(Data excerpts)
******

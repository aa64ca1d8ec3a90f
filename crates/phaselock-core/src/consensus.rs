//! Consensus detection with hysteresis.
//!
//! The detector watches the per-step phase variance. A step whose variance
//! is below `eps` extends the run of qualifying steps; any other step resets
//! it. Once the run reaches `required_steps` the lattice locks, and the
//! detector stays inert until [`ConsensusDetector::reset_epoch`] starts a
//! new epoch.

use serde::{Deserialize, Serialize};
use tracing::info;

use phaselock_types::{LockState, NumericValue};

use crate::config::ConsensusConfig;
use crate::lattice::LatticeEngine;

/// Versioned threshold pairs for deployments that disagree on values.
#[derive(Debug, Clone, Copy, PartialEq, Eq, Serialize, Deserialize)]
#[serde(rename_all = "snake_case")]
pub enum ConsensusPreset {
    /// `eps = 1e-6`, `required_steps = 100`.
    Strict,
    /// `eps = 0.005`, `required_steps = 10`.
    Relaxed,
}

impl ConsensusPreset {
    /// Variance threshold for this preset.
    pub const fn eps(self) -> f64 {
        match self {
            Self::Strict => 1e-6,
            Self::Relaxed => 0.005,
        }
    }

    /// Consecutive qualifying steps for this preset.
    pub const fn required_steps(self) -> u64 {
        match self {
            Self::Strict => 100,
            Self::Relaxed => 10,
        }
    }
}

/// What one observation did to the detector.
#[derive(Debug, Clone, Copy, PartialEq, Eq)]
pub enum ConsensusTransition {
    /// Variance qualified; the run grew but has not reached the threshold.
    Accumulating {
        /// Length of the current run.
        consensus_steps: u64,
    },
    /// Variance did not qualify; the run was reset to zero.
    Reset,
    /// This observation completed the run and locked the lattice.
    Locked,
    /// The detector was already locked; nothing changed.
    AlreadyLocked,
}

/// Hysteresis counter over phase variance.
#[derive(Debug, Clone, PartialEq)]
pub struct ConsensusDetector {
    eps: f64,
    required_steps: u64,
    consensus_steps: u64,
    locked: bool,
}

impl ConsensusDetector {
    /// Create a detector with explicit thresholds.
    pub const fn new(eps: f64, required_steps: u64) -> Self {
        Self {
            eps,
            required_steps,
            consensus_steps: 0,
            locked: false,
        }
    }

    /// Create a detector from configuration, honoring any preset.
    pub fn from_config(config: &ConsensusConfig) -> Self {
        let (eps, required_steps) = config.thresholds();
        Self::new(eps, required_steps)
    }

    /// Create a detector from a named preset.
    pub const fn from_preset(preset: ConsensusPreset) -> Self {
        Self::new(preset.eps(), preset.required_steps())
    }

    /// Feed one step's variance.
    ///
    /// Non-finite variance never qualifies.
    pub fn record(&mut self, phase_variance: f64) -> ConsensusTransition {
        if self.locked {
            return ConsensusTransition::AlreadyLocked;
        }
        if !(phase_variance.is_finite() && phase_variance < self.eps) {
            self.consensus_steps = 0;
            return ConsensusTransition::Reset;
        }
        self.consensus_steps = self.consensus_steps.saturating_add(1);
        if self.consensus_steps >= self.required_steps {
            self.locked = true;
            ConsensusTransition::Locked
        } else {
            ConsensusTransition::Accumulating {
                consensus_steps: self.consensus_steps,
            }
        }
    }

    /// Feed the engine's current variance and lock the engine on
    /// transition.
    ///
    /// A locked engine is reported as [`ConsensusTransition::AlreadyLocked`]
    /// even if this detector was never told, so a frozen variance is not
    /// counted twice.
    pub fn observe<N: NumericValue>(&mut self, engine: &mut LatticeEngine<N>) -> ConsensusTransition {
        if engine.is_locked() {
            self.locked = true;
            return ConsensusTransition::AlreadyLocked;
        }
        let transition = self.record(engine.phase_variance());
        if transition == ConsensusTransition::Locked {
            engine.set_lock(LockState::Locked);
            info!(
                evolution_count = engine.evolution_count(),
                phase_variance = engine.phase_variance(),
                consensus_steps = self.consensus_steps,
                "Consensus locked"
            );
        }
        transition
    }

    /// Start a new epoch: unlock the engine and zero the counter.
    pub fn reset_epoch<N: NumericValue>(&mut self, engine: &mut LatticeEngine<N>) {
        engine.set_lock(LockState::Evolving);
        self.clear();
        info!(evolution_count = engine.evolution_count(), "New consensus epoch");
    }

    /// Unlock and zero the counter without touching an engine.
    pub const fn clear(&mut self) {
        self.consensus_steps = 0;
        self.locked = false;
    }

    /// Length of the current run of qualifying steps.
    pub const fn consensus_steps(&self) -> u64 {
        self.consensus_steps
    }

    /// Whether the detector has locked.
    pub const fn is_locked(&self) -> bool {
        self.locked
    }

    /// Variance threshold.
    pub const fn eps(&self) -> f64 {
        self.eps
    }

    /// Required run length.
    pub const fn required_steps(&self) -> u64 {
        self.required_steps
    }
}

******

**Assignment**. Find all lines in the records that hold the word "const". Copy them.

**Completed task**.
    pub const fn eps(self) -> f64 {
    pub const fn required_steps(self) -> u64 {
    pub const fn new(eps: f64, required_steps: u64) -> Self {
    pub const fn from_preset(preset: ConsensusPreset) -> Self {
    pub const fn clear(&mut self) {
    pub const fn consensus_steps(&self) -> u64 {
    pub const fn is_locked(&self) -> bool {
    pub const fn eps(&self) -> f64 {
    pub const fn required_steps(&self) -> u64 {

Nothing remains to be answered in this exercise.